I'd love have a read if it isn't a problem.



Thanks,


Dec


----------



## ryanr1987 (Mar 7, 2009)

[email protected] i'll take one if you don't mind


----------



## THEHANDOFOMEGA (Apr 16, 2009)

Please people if you pm me please include your email lol


----------



## eco_tonto (Aug 1, 2008)

Thanks mate, i will send you feed back when i have finished it :2thumb:


----------



## Punchfish (Jun 13, 2008)

Cheers for the send. I'll hopefully get round to reading it in the next few days.

Thanks


----------



## retri (Mar 5, 2008)

definately interested in a read, have recently been thinking about getting myself a croc in the furture, so would be a useful read.

ill PM you my e-mail


----------



## KJ Exotics (Jun 16, 2007)

Got the e-mail will read when i get chance (got time now but too large to save on uni computer )


----------



## THEHANDOFOMEGA (Apr 16, 2009)

Please can I ask that if people do want to use it you can let me know or seek permission for quotes. 
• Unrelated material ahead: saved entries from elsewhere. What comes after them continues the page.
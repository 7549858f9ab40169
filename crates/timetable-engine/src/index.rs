//! Cross-grid reverse index: which class occupies a teacher at each slot.
//!
//! Every grid mutation flows through [`ScheduleIndex::on_set`], keeping the
//! reverse map exactly equal to the set of assigned cells across all grids.
//! Busy queries are then a map lookup instead of a rescan of every class,
//! which matters because the availability and substitute queries ask them
//! inside loops over all slots and all teachers.

use std::collections::BTreeMap;

use crate::types::{ClassName, Slot, TeacherKey};

/// Reverse mapping from teacher key to the cells currently assigned to it.
///
/// Derived data: the authoritative cell values live in the grids. Each
/// teacher maps slots to the single class holding them, so "at most one class
/// per slot" is structural here. Entries for teachers with no assignments are
/// pruned.
#[derive(Debug, Clone, Default)]
pub struct ScheduleIndex {
    by_teacher: BTreeMap<TeacherKey, BTreeMap<Slot, ClassName>>,
}

impl ScheduleIndex {
    pub fn new() -> ScheduleIndex {
        ScheduleIndex::default()
    }

    /// True when any class has `key` assigned at `slot`.
    pub fn is_busy(&self, key: &TeacherKey, slot: Slot) -> bool {
        self.occupant_class(key, slot).is_some()
    }

    /// The class holding `key` at `slot`, if any.
    pub fn occupant_class(&self, key: &TeacherKey, slot: Slot) -> Option<&ClassName> {
        self.by_teacher.get(key)?.get(&slot)
    }

    /// The cells assigned to `key`, in day-major slot order.
    pub fn assignments_of(
        &self,
        key: &TeacherKey,
    ) -> impl Iterator<Item = (&ClassName, Slot)> + '_ {
        self.by_teacher
            .get(key)
            .into_iter()
            .flat_map(|slots| slots.iter().map(|(&slot, class)| (class, slot)))
    }

    /// Teachers that currently hold at least one assignment.
    pub fn teachers(&self) -> impl Iterator<Item = &TeacherKey> + '_ {
        self.by_teacher.keys()
    }

    /// Incremental update hook; the grid owner calls this on every cell
    /// write. Removes `(class, slot)` from `old`'s entry and adds it to
    /// `new`'s.
    pub fn on_set(
        &mut self,
        class: &ClassName,
        slot: Slot,
        old: Option<&TeacherKey>,
        new: Option<&TeacherKey>,
    ) {
        if old == new {
            return;
        }
        if let Some(key) = old {
            if let Some(slots) = self.by_teacher.get_mut(key) {
                slots.remove(&slot);
                if slots.is_empty() {
                    self.by_teacher.remove(key);
                }
            }
        }
        if let Some(key) = new {
            self.by_teacher
                .entry(key.clone())
                .or_default()
                .insert(slot, class.clone());
        }
    }
}
//! Substitute planning for an absent teacher.

use serde::{Deserialize, Serialize};

use crate::assignment::Schedule;
use crate::error::{Result, TimetableError};
use crate::registry::TeacherRegistry;
use crate::types::{ClassName, Day, Slot};

/// One slot the absent teacher was scheduled to teach, with every
/// same-subject teacher free to cover it.
///
/// An empty candidate list means the slot has no replacement; such slots are
/// reported, never omitted.
#[derive(Debug, Clone, PartialEq, Serialize, Deserialize)]
pub struct SubstituteSlot {
    pub class: ClassName,
    pub slot: Slot,
    pub candidates: Vec<String>,
}

/// Propose substitutes for every slot `absent_name` teaches on the filtered
/// days.
///
/// The name is normalized like registry input. When several teachers share
/// the display name across subjects, the first in registry iteration order is
/// taken (see [`TeacherRegistry::find_by_name`]). Candidates teach the same
/// subject as the absent teacher and are free at the slot in question; they
/// are listed by name in registry order. Slots are reported in day-major
/// order.
///
/// Returns an empty vector when the teacher exists but has no assignment
/// matching the day filter; that is distinct from the `NotFound` error for an
/// unknown name.
///
/// # Errors
/// `NotFound` when no registered teacher has the given display name.
pub fn find_substitutes(
    registry: &TeacherRegistry,
    schedule: &Schedule,
    absent_name: &str,
    day: Option<Day>,
) -> Result<Vec<SubstituteSlot>> {
    let absent = registry.find_by_name(absent_name).ok_or_else(|| {
        TimetableError::NotFound(format!("teacher named '{}'", absent_name.trim()))
    })?;
    let absent_key = absent.key();

    let mut report = Vec::new();
    for (class, slot) in schedule.index().assignments_of(&absent_key) {
        if let Some(day) = day {
            if slot.day != day {
                continue;
            }
        }
        let candidates: Vec<String> = registry
            .iter()
            .filter(|candidate| {
                let key = candidate.key();
                key != absent_key
                    && candidate.subject == absent.subject
                    && !schedule.is_busy(&key, slot)
            })
            .map(|candidate| candidate.name.clone())
            .collect();
        report.push(SubstituteSlot {
            class: class.clone(),
            slot,
            candidates,
        });
    }
    Ok(report)
}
I would love to see or know how if at all it is being used.


----------



## Zak (Jan 7, 2008)

THEHANDOFOMEGA said:


> Please can I ask that if people do want to use it you can let me know or seek permission for quotes.
> 
> I would love to see or know how if at all it is being used.
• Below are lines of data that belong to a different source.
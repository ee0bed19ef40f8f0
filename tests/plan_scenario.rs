use std::collections::HashMap;
use std::path::PathBuf;

use cuo::cluster::Server;
use cuo::plan::{PhaseIndex, PhaseKind, Plan, build_plan};
use cuo::snapshot::ClusterSnapshot;

fn fixture() -> ClusterSnapshot {
    let path = PathBuf::from(env!("CARGO_MANIFEST_DIR"))
        .join("tests")
        .join("fixtures")
        .join("snapshot.yaml");
    ClusterSnapshot::load(&path).expect("Failed to load snapshot fixture")
}

fn build() -> Plan {
    let snapshot = fixture();
    build_plan("prod-op", &snapshot, &snapshot.catalog()).expect("Failed to build plan")
}

fn children(plan: &Plan, path: &str) -> Vec<String> {
    let index = plan.phase(path).expect("phase exists");
    plan.get(index)
        .children
        .iter()
        .map(|&i| plan.path(i).to_string())
        .collect()
}

fn gates(plan: &Plan, path: &str) -> Vec<String> {
    let index = plan.phase(path).expect("phase exists");
    plan.leaf_prerequisites(index)
        .into_iter()
        .map(|i| plan.path(i).to_string())
        .collect()
}

/// Gates of a phase that lie below `prefix`.
fn gates_within(plan: &Plan, path: &str, prefix: &str) -> Vec<String> {
    gates(plan, path)
        .into_iter()
        .filter(|p| p.starts_with(prefix))
        .collect()
}

fn hostnames(servers: &[Server]) -> Vec<&str> {
    servers.iter().map(|s| s.hostname.as_str()).collect()
}

#[test]
fn test_top_level_phases() {
    let plan = build();
    assert_eq!(
        children(&plan, "/"),
        vec![
            "/init",
            "/checks",
            "/bootstrap",
            "/masters",
            "/nodes",
            "/etcd",
            "/config",
            "/migration",
            "/gc",
        ]
    );
    assert_eq!(plan.versions.installed_etcd.as_deref(), Some("3.3.4"));
    assert_eq!(plan.versions.target_etcd.as_deref(), Some("3.3.11"));
    assert_eq!(plan.lead_master().map(|s| s.hostname.as_str()), Some("m1"));
}

#[test]
fn test_masters_move_leadership_to_lead_master() {
    let plan = build();
    assert_eq!(
        children(&plan, "/masters"),
        vec!["/masters/m1", "/masters/elect-m1", "/masters/m2", "/masters/m3"]
    );

    // The lead master is not the only master, so it does not wait for endpoints.
    assert_eq!(
        children(&plan, "/masters/m1"),
        vec![
            "/masters/m1/stepdown-m1",
            "/masters/m1/drain",
            "/masters/m1/system-upgrade",
            "/masters/m1/taint",
            "/masters/m1/uncordon",
            "/masters/m1/untaint",
        ]
    );
    assert_eq!(
        children(&plan, "/masters/m2"),
        vec![
            "/masters/m2/drain",
            "/masters/m2/system-upgrade",
            "/masters/m2/taint",
            "/masters/m2/uncordon",
            "/masters/m2/endpoints",
            "/masters/m2/untaint",
            "/masters/m2/enable-m2",
        ]
    );

    let elect = plan.get(plan.phase("/masters/elect-m1").expect("elect phase"));
    assert_eq!(elect.executor, Some(PhaseKind::Election));
    let change = elect.data.election_change.as_ref().expect("election change");
    assert_eq!(hostnames(&change.enable_servers), vec!["m1"]);
    assert_eq!(hostnames(&change.disable_servers), vec!["m2", "m3"]);

    // Masters go one at a time.
    assert_eq!(
        gates_within(&plan, "/masters/m3/drain", "/masters/"),
        vec![
            "/masters/m2/drain",
            "/masters/m2/system-upgrade",
            "/masters/m2/taint",
            "/masters/m2/uncordon",
            "/masters/m2/endpoints",
            "/masters/m2/untaint",
            "/masters/m2/enable-m2",
        ]
    );
}

#[test]
fn test_nodes_run_in_parallel_from_lead_master() {
    let plan = build();
    assert_eq!(
        children(&plan, "/nodes"),
        vec!["/nodes/n1", "/nodes/n2", "/nodes/n3"]
    );
    assert_eq!(
        children(&plan, "/nodes/n2"),
        vec![
            "/nodes/n2/drain",
            "/nodes/n2/system-upgrade",
            "/nodes/n2/taint",
            "/nodes/n2/uncordon",
            "/nodes/n2/endpoints",
            "/nodes/n2/untaint",
        ]
    );

    let drain = plan.get(plan.phase("/nodes/n2/drain").expect("drain"));
    assert_eq!(drain.data.server.as_ref().map(|s| s.hostname.as_str()), Some("n2"));
    assert_eq!(
        drain.data.exec_server.as_ref().map(|s| s.hostname.as_str()),
        Some("m1")
    );

    // Workers do not wait for each other, only for the masters.
    let first = gates(&plan, "/nodes/n2/drain");
    assert!(first.iter().all(|p| p.starts_with("/masters/")));
    assert!(first.contains(&"/masters/m3/enable-m3".to_string()));
}

#[test]
fn test_etcd_stages() {
    let plan = build();
    assert_eq!(
        children(&plan, "/etcd"),
        vec![
            "/etcd/backup",
            "/etcd/shutdown",
            "/etcd/upgrade",
            "/etcd/restore",
            "/etcd/restart",
        ]
    );
    assert_eq!(children(&plan, "/etcd/backup").len(), 3);
    assert_eq!(children(&plan, "/etcd/shutdown").len(), 6);
    assert_eq!(children(&plan, "/etcd/upgrade").len(), 6);
    assert_eq!(
        children(&plan, "/etcd/restart").last().map(String::as_str),
        Some("/etcd/restart/gravity-site")
    );

    let shutdown = |host: &str| {
        plan.get(plan.phase(&format!("/etcd/shutdown/{host}")).expect("shutdown"))
            .data
            .data
            .clone()
    };
    assert_eq!(shutdown("m1").as_deref(), Some("true"));
    assert_eq!(shutdown("m2").as_deref(), Some("false"));
    assert_eq!(shutdown("n1").as_deref(), Some("false"));
}

#[test]
fn test_etcd_dependencies() {
    let plan = build();

    let backups = ["/etcd/backup/m1", "/etcd/backup/m2", "/etcd/backup/m3"];

    // No server shuts down before every backup exists.
    for host in ["m1", "m2", "m3", "n1", "n2", "n3"] {
        assert_eq!(
            gates_within(&plan, &format!("/etcd/shutdown/{host}"), "/etcd/"),
            backups
        );
    }

    let upgrade = gates_within(&plan, "/etcd/upgrade/n3", "/etcd/");
    assert!(upgrade.contains(&"/etcd/shutdown/n3".to_string()));
    assert!(upgrade.contains(&"/etcd/shutdown/m1".to_string()));
    let restore = gates_within(&plan, "/etcd/restore", "/etcd/");
    assert_eq!(restore.len(), 6);
    assert!(restore.iter().all(|p| p.starts_with("/etcd/upgrade/")));

    // No server comes back online before the store is restored.
    for restart in children(&plan, "/etcd/restart") {
        assert!(
            gates(&plan, &restart).contains(&"/etcd/restore".to_string()),
            "{restart} does not wait for restore"
        );
    }
    let m2 = gates_within(&plan, "/etcd/restart/m2", "/etcd/");
    assert!(m2.contains(&"/etcd/upgrade/m2".to_string()));
    assert!(!m2.iter().any(|p| p.starts_with("/etcd/restart/")));
    assert_eq!(
        gates_within(&plan, "/etcd/restart/gravity-site", "/etcd/restart/"),
        vec!["/etcd/restart/m1"]
    );
    // The whole etcd phase waits for every worker.
    assert!(gates(&plan, "/etcd/backup/m1").contains(&"/nodes/n3/untaint".to_string()));
}

#[test]
fn test_config_and_cleanup() {
    let plan = build();
    assert_eq!(
        children(&plan, "/config"),
        vec!["/config/m1", "/config/m2", "/config/m3"]
    );
    assert_eq!(children(&plan, "/migration"), vec!["/migration/labels"]);
    assert_eq!(
        children(&plan, "/gc"),
        vec!["/gc/m1", "/gc/n1", "/gc/m2", "/gc/n2", "/gc/m3", "/gc/n3"]
    );
}

#[test]
fn test_execution_order_respects_every_gate() {
    let plan = build();
    let order = plan.execution_order().expect("plan is acyclic");
    assert_eq!(order.len(), plan.leaves(plan.root()).len());
    assert_eq!(plan.path(order[0]), "/init");
    assert_eq!(plan.path(order[1]), "/checks");

    let position: HashMap<PhaseIndex, usize> =
        order.iter().enumerate().map(|(pos, &i)| (i, pos)).collect();
    for &leaf in &order {
        for gate in plan.leaf_prerequisites(leaf) {
            assert!(
                position[&gate] < position[&leaf],
                "{} runs before its gate {}",
                plan.path(leaf),
                plan.path(gate)
            );
        }
    }
}

#[test]
fn test_build_is_deterministic() {
    let first = build();
    let second = build();
    let ids = |plan: &Plan| -> Vec<String> { plan.phases().iter().map(|p| p.id.clone()).collect() };
    assert_eq!(ids(&first), ids(&second));
    assert_eq!(
        first.execution_order().expect("order"),
        second.execution_order().expect("order")
    );
    for (a, b) in first.phases().iter().zip(second.phases()) {
        assert_eq!(a.requires, b.requires);
        assert_eq!(a.data, b.data);
    }
}

#[test]
fn test_explicit_lead_master() {
    let mut snapshot = fixture();
    snapshot.lead_master = Some("m2".to_string());
    let plan = build_plan("prod-op", &snapshot, &snapshot.catalog()).expect("plan");
    assert_eq!(
        children(&plan, "/masters"),
        vec!["/masters/m2", "/masters/elect-m2", "/masters/m1", "/masters/m3"]
    );
    assert_eq!(plan.lead_master().map(|s| s.hostname.as_str()), Some("m2"));
}

#[test]
fn test_plan_survives_json_round_trip() {
    let plan = build();
    let json = serde_json::to_string(&plan).expect("encode");
    let decoded: Plan = serde_json::from_str(&json).expect("decode");
    assert_eq!(decoded.len(), plan.len());
    assert_eq!(
        decoded.execution_order().expect("order"),
        plan.execution_order().expect("order")
    );
}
If anyone uses it they'll just have to reference you correctly. Did you ever try and get it published in any zoo related journals? Had a quick skim through it, got long train journey this weekend so will read it properly then.


----------



## LewisH (Sep 13, 2008)

got your email man, thanks alot. cant wait to give it a read when i've got the time, will definitely let you know my thoughts.

Lewis


----------



## THEHANDOFOMEGA (Apr 16, 2009)

Hope people are having a good luck.


----------



## THEHANDOFOMEGA (Apr 16, 2009)

bumpy


----------



## Crocodile (May 8, 2009)

Pm sent be cool to have a read, even tho my croc gone now


----------